Je suis à côté de maman, et Grand-père fièrement fait le tour du village, il remonte sur Ruaux, file ensuite vers Semouse ! Mamie, elle n’arrête pas de lui demander de ralentir. Elle se cramponne à chaque virage en gémissant un peu.

 — Mais va donc moins vite, tu veux faire lâcher mon cœur ?
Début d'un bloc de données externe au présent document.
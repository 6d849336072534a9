//! Repository-fixture builder shared by every component's test module.
//!
//! Mirrors the shape of `git_test_utils::TestRepo`, but adds the handful of
//! topologies the history-rewriting engine's tests need repeatedly: a linear
//! chain of N commits, a three-way merge, and "advance the branch externally"
//! (simulating another process moving the tip between model load and write).

use crate::git_test_utils::TestRepo;
use std::process::Command;

/// A linear chain of `n` commits on the repository's current branch, oldest
/// first. `hexshas[i]` is the commit introducing `file-i.txt`.
pub struct LinearHistory {
  pub repo: TestRepo,
  pub hexshas: Vec<String>,
}

/// Builds a repository with `n` commits on `master`, each adding one file
/// (`file-0.txt` .. `file-{n-1}.txt`) with a one-line body, messages `"commit
/// 0"` .. `"commit {n-1}"`.
pub fn linear_history(n: usize) -> LinearHistory {
  let repo = TestRepo::new();
  let mut hexshas = Vec::with_capacity(n);
  for i in 0..n {
    let filename = format!("file-{i}.txt");
    let sha = repo.create_commit(&format!("commit {i}"), &filename, &format!("content {i}\n"));
    hexshas.push(sha);
  }
  LinearHistory { repo, hexshas }
}

/// A repository with a single merge commit: `base` has one commit, two
/// branches (`left`, `right`) each add a distinct file, then `left` merges
/// `right`. Returns hexshas in chronological order: `[base, left_commit,
/// right_commit, merge_commit]`.
pub struct MergeHistory {
  pub repo: TestRepo,
  pub base: String,
  pub left: String,
  pub right: String,
  pub merge: String,
}

pub fn merge_history() -> MergeHistory {
  let repo = TestRepo::new();
  let base = repo.create_commit("base", "base.txt", "base\n");
  repo.create_branch("right").unwrap();

  let left = repo.create_commit("left change", "left.txt", "left\n");

  repo.checkout("right").unwrap();
  let right = repo.create_commit("right change", "right.txt", "right\n");

  repo.checkout("master").unwrap();
  let output = Command::new("git").args(["merge", "--no-ff", "-m", "merge right into left", "right"]).current_dir(repo.path()).output().unwrap();
  if !output.status.success() {
    panic!("merge failed: {}", String::from_utf8_lossy(&output.stderr));
  }
  let merge = repo.head();

  MergeHistory { repo, base, left, right, merge }
}

/// Simulates another process advancing `branch` by one commit after a model
/// has already been loaded, to exercise the replay engine's `RepoMoved`
/// applicability check.
pub fn advance_branch_externally(repo: &TestRepo, branch: &str, filename: &str, content: &str) -> String {
  repo.checkout(branch).unwrap();
  repo.create_commit("externally advanced", filename, content)
}
use std::process::Command;

#[derive(Debug, Clone)]
pub struct GitInfo {
  pub version: String,
  pub path: String,
}

impl GitInfo {
  // attempts to discover the git executable path and version
  pub fn discover() -> Result<Self, String> {
    // find git path using the shell
    let git_path = get_git_path()?;
    Self::from_path(&git_path)
  }

  // creates GitInfo from a specific git path
  pub fn from_path(git_path: &str) -> Result<Self, String> {
    // get git version using the provided path
    let git_version = execute_command(Command::new(git_path).arg("version"), "Failed to get git version")?;
    Ok(Self {
      version: git_version.strip_prefix("git version ").unwrap_or(&git_version).to_string(),
      path: git_path.to_string(),
    })
  }

  /// Parse version string into (major, minor) tuple for comparison
  pub fn parse_version(&self) -> Result<(u32, u32), String> {
    let version_parts: Vec<&str> = self.version.split('.').collect();
    if version_parts.len() < 2 {
      return Err(format!("Invalid version format: {}", self.version));
    }

    let major = version_parts[0].parse::<u32>().map_err(|_| format!("Invalid major version: {}", version_parts[0]))?;
    let minor = version_parts[1].parse::<u32>().map_err(|_| format!("Invalid minor version: {}", version_parts[1]))?;

    Ok((major, minor))
  }

  /// Check if Git version meets the minimum the replay engine depends on
  /// (stable `merge-base`/porcelain v2 semantics).
  pub fn validate_minimum_version(&self) -> Result<(), String> {
    const MIN_MAJOR: u32 = 2;
    const MIN_MINOR: u32 = 35;

    let (major, minor) = self.parse_version()?;

    if major < MIN_MAJOR || (major == MIN_MAJOR && minor < MIN_MINOR) {
      Err(format!(
        "Git version {}.{} is too old. This tool requires Git {}.{} or newer. Please upgrade your Git installation.",
        major, minor, MIN_MAJOR, MIN_MINOR
      ))
    } else {
      Ok(())
    }
  }
}

/// Execute a command and return its trimmed output as a string
pub(crate) fn execute_command(command: &mut Command, error_msg: &str) -> Result<String, String> {
  let output = command.output().map_err(|e| format!("{error_msg}: {e}"))?;
  if !output.status.success() {
    return Err(format!("{}: {}", error_msg, String::from_utf8_lossy(&output.stderr)));
  }

  Ok(String::from_utf8_lossy(&output.stdout).trim().to_string())
}

#[cfg(target_os = "macos")]
fn get_git_path() -> Result<String, String> {
  // Try Homebrew paths first
  let homebrew_paths = [
    "/opt/homebrew/bin/git", // Apple Silicon
    "/usr/local/bin/git",    // Intel Macs
  ];

  for path in &homebrew_paths {
    if std::path::Path::new(path).exists() {
      // Check if this git meets version requirements
      if let Ok(info) = GitInfo::from_path(path)
        && info.validate_minimum_version().is_ok()
      {
        return Ok(path.to_string());
      }
    }
  }

  // Fall back to system git
  let system_git = execute_command(Command::new("/bin/zsh").args(["-l", "-c", "which git"]), "Could not find git executable")?;

  // Validate system git version
  let info = GitInfo::from_path(&system_git)?;
  info.validate_minimum_version().map_err(|e| {
    format!(
      "{}\nNote: Homebrew git not found or doesn't meet requirements. Please install/upgrade with: brew install git",
      e
    )
  })?;

  Ok(system_git)
}

#[cfg(not(target_os = "macos"))]
fn get_git_path() -> Result<String, String> {
  Ok(String::from("git"))
}
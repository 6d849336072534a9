//! Branch-name Validator (§4.F): rejects names git itself would refuse, plus
//! the handful of cases `check-ref-format` alone lets through (empty,
//! whitespace).

use crate::error::ModelError;
use crate::repo::Repository;

/// Validates `name` as a future branch name. Delegates the bulk of the rule
/// set to `git check-ref-format refs/tags/<name>` rather than reimplementing
/// it. `refs/tags/` rather than `refs/heads/` because the latter additionally
/// rejects a lone `@`, which git happily accepts as a branch name.
pub fn validate_branch_name(repo: &Repository, name: &str) -> Result<(), ModelError> {
  if name.is_empty() {
    return Err(ModelError::InvalidRefName { name: name.to_string(), reason: "must not be empty".to_string() });
  }
  if name.chars().any(char::is_whitespace) {
    return Err(ModelError::InvalidRefName { name: name.to_string(), reason: "must not contain whitespace".to_string() });
  }
  let refname = format!("refs/tags/{name}");
  if !repo.check_ref_format(&refname) {
    return Err(ModelError::InvalidRefName { name: name.to_string(), reason: "rejected by git check-ref-format".to_string() });
  }
  Ok(())
}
Ce sont ces souvenirs-là qui remontent à la surface de ma mémoire. Là, devant cette église et l’étrange équipage que nous suivons depuis la maison, je tiens Grand-mère par le bras, maman marche en silence. D’autres gens, les amis, les cousines, cousins, les ouvriers, et même le patron de l’usine, tous suivent derrière nous. Il n’y a plus un mot et Alphonse ouvre la marche. Enfin c’est le cheval qui est en tête. Celui qui emporte Papy, vers le cimetière, là-haut sur la route d’Épinal.

Images fugaces

Les rides sur le front de maman, ses cheveux qui grisonnent, le dos vouté de Mamie sont de plus en plus visibles. Mes études vont bien. Après mon BAC, je suis parti. Nancy est une ville autrement plus importante que notre village. C’est la dernière année que je passe à la fac de droit.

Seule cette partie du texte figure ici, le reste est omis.